[Stored dataset items]
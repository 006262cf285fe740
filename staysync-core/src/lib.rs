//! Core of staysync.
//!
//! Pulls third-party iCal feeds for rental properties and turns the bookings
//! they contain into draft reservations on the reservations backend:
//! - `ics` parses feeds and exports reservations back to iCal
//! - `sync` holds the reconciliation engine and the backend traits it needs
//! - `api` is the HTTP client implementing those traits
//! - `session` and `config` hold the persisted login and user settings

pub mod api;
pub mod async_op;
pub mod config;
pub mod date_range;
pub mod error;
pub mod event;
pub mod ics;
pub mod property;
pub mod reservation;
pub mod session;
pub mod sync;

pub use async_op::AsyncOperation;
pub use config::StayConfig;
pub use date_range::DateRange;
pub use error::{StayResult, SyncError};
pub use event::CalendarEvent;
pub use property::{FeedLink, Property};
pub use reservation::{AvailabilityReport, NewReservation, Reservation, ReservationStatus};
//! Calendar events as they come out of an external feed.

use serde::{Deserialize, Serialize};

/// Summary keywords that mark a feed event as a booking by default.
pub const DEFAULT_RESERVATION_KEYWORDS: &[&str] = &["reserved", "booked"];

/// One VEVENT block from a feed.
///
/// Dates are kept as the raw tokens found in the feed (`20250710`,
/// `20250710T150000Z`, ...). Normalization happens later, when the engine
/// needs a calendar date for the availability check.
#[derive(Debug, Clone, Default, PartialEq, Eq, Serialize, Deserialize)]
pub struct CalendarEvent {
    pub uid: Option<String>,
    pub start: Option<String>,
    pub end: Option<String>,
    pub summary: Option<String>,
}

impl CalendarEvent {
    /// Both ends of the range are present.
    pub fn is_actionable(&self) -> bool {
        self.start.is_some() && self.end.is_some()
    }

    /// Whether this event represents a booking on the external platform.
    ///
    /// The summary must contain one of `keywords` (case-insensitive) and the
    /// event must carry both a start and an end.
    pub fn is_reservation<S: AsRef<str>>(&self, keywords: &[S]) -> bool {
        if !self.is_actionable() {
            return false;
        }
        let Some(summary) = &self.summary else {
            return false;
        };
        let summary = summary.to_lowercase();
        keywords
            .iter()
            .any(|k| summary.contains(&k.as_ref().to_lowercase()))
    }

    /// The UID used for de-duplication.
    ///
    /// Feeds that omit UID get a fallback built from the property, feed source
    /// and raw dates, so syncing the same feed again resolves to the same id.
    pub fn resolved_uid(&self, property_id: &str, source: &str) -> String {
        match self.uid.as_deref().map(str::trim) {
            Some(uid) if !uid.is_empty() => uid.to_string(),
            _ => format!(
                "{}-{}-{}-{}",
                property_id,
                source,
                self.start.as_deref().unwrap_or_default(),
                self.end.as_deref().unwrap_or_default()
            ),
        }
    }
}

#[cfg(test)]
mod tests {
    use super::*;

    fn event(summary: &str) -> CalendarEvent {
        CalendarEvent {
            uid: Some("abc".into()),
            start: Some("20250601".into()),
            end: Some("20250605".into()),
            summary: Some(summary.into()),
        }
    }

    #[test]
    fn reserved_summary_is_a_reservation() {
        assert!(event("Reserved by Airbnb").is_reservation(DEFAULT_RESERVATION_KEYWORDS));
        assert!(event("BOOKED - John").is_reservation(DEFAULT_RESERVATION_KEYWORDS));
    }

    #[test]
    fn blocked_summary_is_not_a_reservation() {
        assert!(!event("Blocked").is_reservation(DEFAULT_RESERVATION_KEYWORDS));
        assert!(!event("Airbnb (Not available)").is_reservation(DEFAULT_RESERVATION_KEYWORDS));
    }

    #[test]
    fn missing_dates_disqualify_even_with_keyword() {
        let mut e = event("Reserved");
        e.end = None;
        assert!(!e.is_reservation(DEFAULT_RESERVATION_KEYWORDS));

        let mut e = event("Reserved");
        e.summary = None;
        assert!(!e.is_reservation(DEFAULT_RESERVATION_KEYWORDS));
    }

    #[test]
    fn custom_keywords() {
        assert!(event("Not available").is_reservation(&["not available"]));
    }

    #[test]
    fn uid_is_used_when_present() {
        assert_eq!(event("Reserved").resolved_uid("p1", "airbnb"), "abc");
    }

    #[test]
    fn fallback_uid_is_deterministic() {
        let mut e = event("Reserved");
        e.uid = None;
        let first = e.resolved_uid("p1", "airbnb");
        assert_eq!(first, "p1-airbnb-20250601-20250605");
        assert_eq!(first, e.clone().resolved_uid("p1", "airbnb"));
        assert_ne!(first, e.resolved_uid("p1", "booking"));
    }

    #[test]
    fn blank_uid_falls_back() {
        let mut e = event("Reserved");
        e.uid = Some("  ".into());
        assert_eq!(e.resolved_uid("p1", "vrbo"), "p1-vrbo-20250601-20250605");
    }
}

**WORK REQUEST:** Line by line, copy the data above exactly as it reads.

**SOLUTION:**
repository 006262cf285fe740
filename staysync-core/src/lib.rs
//! Core of staysync.
//!
//! Pulls third-party iCal feeds for rental properties and turns the bookings
//! they contain into draft reservations on the reservations backend:
//! - `ics` parses feeds and exports reservations back to iCal
//! - `sync` holds the reconciliation engine and the backend traits it needs
//! - `api` is the HTTP client implementing those traits
//! - `session` and `config` hold the persisted login and user settings

pub mod api;
pub mod async_op;
pub mod config;
pub mod date_range;
pub mod error;
pub mod event;
pub mod ics;
pub mod property;
pub mod reservation;
pub mod session;
pub mod sync;

pub use async_op::AsyncOperation;
pub use config::StayConfig;
pub use date_range::DateRange;
pub use error::{StayResult, SyncError};
pub use event::CalendarEvent;
pub use property::{FeedLink, Property};
pub use reservation::{AvailabilityReport, NewReservation, Reservation, ReservationStatus};
//! Calendar events as they come out of an external feed.

use serde::{Deserialize, Serialize};

/// Summary keywords that mark a feed event as a booking by default.
pub const DEFAULT_RESERVATION_KEYWORDS: &[&str] = &["reserved", "booked"];

/// One VEVENT block from a feed.
///
/// Dates are kept as the raw tokens found in the feed (`20250710`,
/// `20250710T150000Z`, ...). Normalization happens later, when the engine
/// needs a calendar date for the availability check.
#[derive(Debug, Clone, Default, PartialEq, Eq, Serialize, Deserialize)]
pub struct CalendarEvent {
    pub uid: Option<String>,
    pub start: Option<String>,
    pub end: Option<String>,
    pub summary: Option<String>,
}

impl CalendarEvent {
    /// Both ends of the range are present.
    pub fn is_actionable(&self) -> bool {
        self.start.is_some() && self.end.is_some()
    }

    /// Whether this event represents a booking on the external platform.
    ///
    /// The summary must contain one of `keywords` (case-insensitive) and the
    /// event must carry both a start and an end.
    pub fn is_reservation<S: AsRef<str>>(&self, keywords: &[S]) -> bool {
        if !self.is_actionable() {
            return false;
        }
        let Some(summary) = &self.summary else {
            return false;
        };
        let summary = summary.to_lowercase();
        keywords
            .iter()
            .any(|k| summary.contains(&k.as_ref().to_lowercase()))
    }

    /// The UID used for de-duplication.
    ///
    /// Feeds that omit UID get a fallback built from the property, feed source
    /// and raw dates, so syncing the same feed again resolves to the same id.
    pub fn resolved_uid(&self, property_id: &str, source: &str) -> String {
        match self.uid.as_deref().map(str::trim) {
            Some(uid) if !uid.is_empty() => uid.to_string(),
            _ => format!(
                "{}-{}-{}-{}",
                property_id,
                source,
                self.start.as_deref().unwrap_or_default(),
                self.end.as_deref().unwrap_or_default()
            ),
        }
    }
}

#[cfg(test)]
mod tests {
    use super::*;

    fn event(summary: &str) -> CalendarEvent {
        CalendarEvent {
            uid: Some("abc".into()),
            start: Some("20250601".into()),
            end: Some("20250605".into()),
            summary: Some(summary.into()),
        }
    }

    #[test]
    fn reserved_summary_is_a_reservation() {
        assert!(event("Reserved by Airbnb").is_reservation(DEFAULT_RESERVATION_KEYWORDS));
        assert!(event("BOOKED - John").is_reservation(DEFAULT_RESERVATION_KEYWORDS));
    }

    #[test]
    fn blocked_summary_is_not_a_reservation() {
        assert!(!event("Blocked").is_reservation(DEFAULT_RESERVATION_KEYWORDS));
        assert!(!event("Airbnb (Not available)").is_reservation(DEFAULT_RESERVATION_KEYWORDS));
    }

    #[test]
    fn missing_dates_disqualify_even_with_keyword() {
        let mut e = event("Reserved");
        e.end = None;
        assert!(!e.is_reservation(DEFAULT_RESERVATION_KEYWORDS));

        let mut e = event("Reserved");
        e.summary = None;
        assert!(!e.is_reservation(DEFAULT_RESERVATION_KEYWORDS));
    }

    #[test]
    fn custom_keywords() {
        assert!(event("Not available").is_reservation(&["not available"]));
    }

    #[test]
    fn uid_is_used_when_present() {
        assert_eq!(event("Reserved").resolved_uid("p1", "airbnb"), "abc");
    }

    #[test]
    fn fallback_uid_is_deterministic() {
        let mut e = event("Reserved");
        e.uid = None;
        let first = e.resolved_uid("p1", "airbnb");
        assert_eq!(first, "p1-airbnb-20250601-20250605");
        assert_eq!(first, e.clone().resolved_uid("p1", "airbnb"));
        assert_ne!(first, e.resolved_uid("p1", "booking"));
    }

    #[test]
    fn blank_uid_falls_back() {
        let mut e = event("Reserved");
        e.uid = Some("  ".into());
        assert_eq!(e.resolved_uid("p1", "vrbo"), "p1-vrbo-20250601-20250605");
    }
}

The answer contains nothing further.